Kundalini can be accessed and stimulated, using certain techniques of sound and breathing with meditation and visualization, to progress upwards until it reaches the top of the head. On its way, it engages or stimulates the chakras which are networks, usually described as discs or wheels. These 5 [or 7] chakras are centers corresponding to levels of awareness. An experienced practitioner may be able to direct it to any one chakra, or to all of them progressively; even out through the top of the head.

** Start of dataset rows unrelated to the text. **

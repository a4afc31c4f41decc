// ABOUTME: Stateless calendar arithmetic shared by period resolution and the bucketizer
// ABOUTME: Monday-aligned weeks, month and quarter bounds, checked calendar-unit subtraction
//
// SPDX-License-Identifier: MIT OR Apache-2.0
// Copyright (c) 2025 Liftbook

//! Pure calendar helpers.
//!
//! Every function takes the dates it operates on as explicit arguments and
//! holds no state, so calendar math stays trivially testable and safe to call
//! from concurrent requests.

use chrono::{Datelike, Duration, Months, NaiveDate};

use crate::constants::windows;

/// The Monday on or before `date`.
#[must_use]
pub fn week_start(date: NaiveDate) -> NaiveDate {
    let offset = i64::from(date.weekday().num_days_from_monday());
    date - Duration::days(offset)
}

/// First day of the month containing `date`.
#[must_use]
pub fn month_start(date: NaiveDate) -> NaiveDate {
    date.with_day(1).unwrap_or(date)
}

/// Last day of the month containing `date`.
#[must_use]
pub fn month_end(date: NaiveDate) -> NaiveDate {
    month_start(date)
        .checked_add_months(Months::new(1))
        .map_or(date, |next| next - Duration::days(1))
}

/// One-based quarter index of `date` (Jan-Mar is 1).
#[must_use]
pub fn quarter_of(date: NaiveDate) -> u32 {
    date.month0() / 3 + 1
}

/// First day of the calendar quarter containing `date`.
#[must_use]
pub fn quarter_start(date: NaiveDate) -> NaiveDate {
    let first_month = date.month0() / 3 * 3 + 1;
    NaiveDate::from_ymd_opt(date.year(), first_month, 1).unwrap_or(date)
}

/// Last day of the calendar quarter containing `date`.
#[must_use]
pub fn quarter_end(date: NaiveDate) -> NaiveDate {
    quarter_start(date)
        .checked_add_months(Months::new(3))
        .map_or(date, |next| next - Duration::days(1))
}

/// `date` minus `months` whole calendar months.
///
/// Calendar-unit subtraction, not a fixed day count: one month before
/// March 31 is the last day of February.
#[must_use]
pub fn months_back(date: NaiveDate, months: u32) -> NaiveDate {
    date.checked_sub_months(Months::new(months))
        .unwrap_or(NaiveDate::MIN)
}

/// `date` minus `years` whole calendar years (Feb 29 clamps to Feb 28).
#[must_use]
pub fn years_back(date: NaiveDate, years: u32) -> NaiveDate {
    months_back(date, years.saturating_mul(12))
}

/// Sentinel start date for the unbounded lookback window.
#[must_use]
pub fn all_time_start() -> NaiveDate {
    NaiveDate::from_ymd_opt(windows::ALL_TIME_START_YEAR, 1, 1).unwrap_or(NaiveDate::MIN)
}
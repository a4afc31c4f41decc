// ABOUTME: Body-composition trend: independent per-metric means over calendar buckets
// ABOUTME: Flags averaged points as estimates; raw mode emits each measurement untouched
//
// SPDX-License-Identifier: MIT OR Apache-2.0
// Copyright (c) 2025 Liftbook

//! Body-composition trend aggregation.
//!
//! Weight, muscle mass, and body fat are independent series over the same
//! bucket grid: a scale that reports only weight still lands in the weight
//! series while the other two skip that bucket. Averaged points round to
//! one decimal and are flagged estimated when several samples fed them or
//! when the bucket's measurement dates sprawl across most of its nominal
//! width. The per-sample mode reproduces measurements as logged, never
//! estimated.

use std::collections::BTreeMap;

use chrono::NaiveDate;

use crate::bucketizer::{self, DateBucket};
use crate::models::{BodyCompositionReport, BodyMeasurement, TrendPoint};
use crate::timeframe::{TrendInterval, TrendPeriod};

/// One measurement's metric values with non-finite noise already dropped.
#[derive(Debug, Clone, Copy)]
struct MetricSnapshot {
    body_weight: Option<f64>,
    muscle_mass: Option<f64>,
    body_fat: Option<f64>,
}

impl MetricSnapshot {
    fn of(measurement: &BodyMeasurement) -> Self {
        let finite = |v: Option<f64>| v.filter(|x| x.is_finite());
        Self {
            body_weight: finite(measurement.body_weight_kg),
            muscle_mass: finite(measurement.muscle_mass_kg),
            body_fat: finite(measurement.body_fat_pct),
        }
    }
}

/// Body-composition trend over one user's measurements.
///
/// `sparse_span_ratio` is the configured fraction of a bucket's nominal
/// width beyond which the bucket's measurement dates count as sparse.
#[must_use]
pub fn body_composition_trend(
    measurements: &[BodyMeasurement],
    period: TrendPeriod,
    interval: TrendInterval,
    sparse_span_ratio: f64,
    today: NaiveDate,
) -> BodyCompositionReport {
    let window_start = period.start_date(today);

    if interval == TrendInterval::All {
        return per_sample_report(measurements, window_start, today);
    }

    let mut by_day: BTreeMap<NaiveDate, Vec<MetricSnapshot>> = BTreeMap::new();
    for measurement in measurements {
        let day = measurement.day();
        if day < window_start || day > today {
            continue;
        }
        by_day
            .entry(day)
            .or_default()
            .push(MetricSnapshot::of(measurement));
    }

    let mut report = BodyCompositionReport::default();
    for bucket in bucketizer::partition(by_day, window_start, today, interval) {
        let sparse = sparse_dates(&bucket, sparse_span_ratio);
        if let Some(point) = metric_mean(&bucket, sparse, |s| s.body_weight) {
            report.body_weight.push(point);
        }
        if let Some(point) = metric_mean(&bucket, sparse, |s| s.muscle_mass) {
            report.muscle_mass.push(point);
        }
        if let Some(point) = metric_mean(&bucket, sparse, |s| s.body_fat) {
            report.body_fat.push(point);
        }
    }
    report
}

/// Whether the bucket's measurement dates stretch over more of its nominal
/// width than the configured ratio allows. A lone date never counts.
fn sparse_dates(bucket: &DateBucket<Vec<MetricSnapshot>>, sparse_span_ratio: f64) -> bool {
    match (bucket.days.first(), bucket.days.last()) {
        (Some((first, _)), Some((last, _))) => {
            (*last - *first).num_days() as f64 > sparse_span_ratio * bucket.nominal_days as f64
        }
        _ => false,
    }
}

/// Mean of one metric over a bucket, or `None` when nothing contributed.
fn metric_mean(
    bucket: &DateBucket<Vec<MetricSnapshot>>,
    sparse: bool,
    metric: impl Fn(&MetricSnapshot) -> Option<f64>,
) -> Option<TrendPoint> {
    let mut sum = 0.0;
    let mut count: u32 = 0;
    for (_, snapshots) in &bucket.days {
        for snapshot in snapshots {
            if let Some(value) = metric(snapshot) {
                sum += value;
                count += 1;
            }
        }
    }

    if count == 0 {
        return None;
    }

    Some(TrendPoint {
        label: bucket.label.clone(),
        value: Some(round_tenth(sum / f64::from(count))),
        estimated: count > 1 || sparse,
    })
}

/// One point per measurement per metric, values as logged.
fn per_sample_report(
    measurements: &[BodyMeasurement],
    window_start: NaiveDate,
    today: NaiveDate,
) -> BodyCompositionReport {
    let mut ordered: Vec<&BodyMeasurement> = measurements
        .iter()
        .filter(|m| {
            let day = m.day();
            day >= window_start && day <= today
        })
        .collect();
    ordered.sort_by_key(|m| m.recorded_at);

    let mut report = BodyCompositionReport::default();
    for measurement in ordered {
        let snapshot = MetricSnapshot::of(measurement);
        let label = bucketizer::day_label(measurement.day());
        if let Some(value) = snapshot.body_weight {
            report.body_weight.push(raw_point(label.clone(), value));
        }
        if let Some(value) = snapshot.muscle_mass {
            report.muscle_mass.push(raw_point(label.clone(), value));
        }
        if let Some(value) = snapshot.body_fat {
            report.body_fat.push(raw_point(label, value));
        }
    }
    report
}

fn raw_point(label: String, value: f64) -> TrendPoint {
    TrendPoint {
        label,
        value: Some(value),
        estimated: false,
    }
}

fn round_tenth(value: f64) -> f64 {
    (value * 10.0).round() / 10.0
}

It is not a good idea to experiment with this energy except under the guidance of an experienced teacher since the results can be unpredictable.
If you have a pet snake (or other reptile,) don’t go for it suddenly when it is hungry, or when it has been basking in the sun or is coiled on its heat rock -- especially when it is about to shed and cannot see well. When the snake or lizard's body temperature is at its upper limit is when they seem to be the most aggressive.
Try to control your impulse to hit or " discipline" your
pet. There is no point, and it might make it fearful of you creating,
more aggressive behaviour. If your snake is "stuck" to you, remember
its fangs are curved and you need to get them out the same way they curved
in. Firmly hold the head without dragging or pulling and "unhook"
yourself evenly, so that you do not injure one of the fangs (or tear your
Owners of pythons, boas and other constrictors should always have
several mirrors around their place so that should the snake coil itself around
you, you will be able to locate its tail. Unless you grasp the tail as well as the
head, there is little chance you can unwind it -- and you can't get hold of
something that you cannot see to find.
New Testament: This part of The Bible, which has accounts of the life of Jesus and some communications from his disciples, includes two passages, Mark 16: 17-18 and Luke 10: 19, that form the basis for sects that demonstrate faith through the handling of dangerous snakes.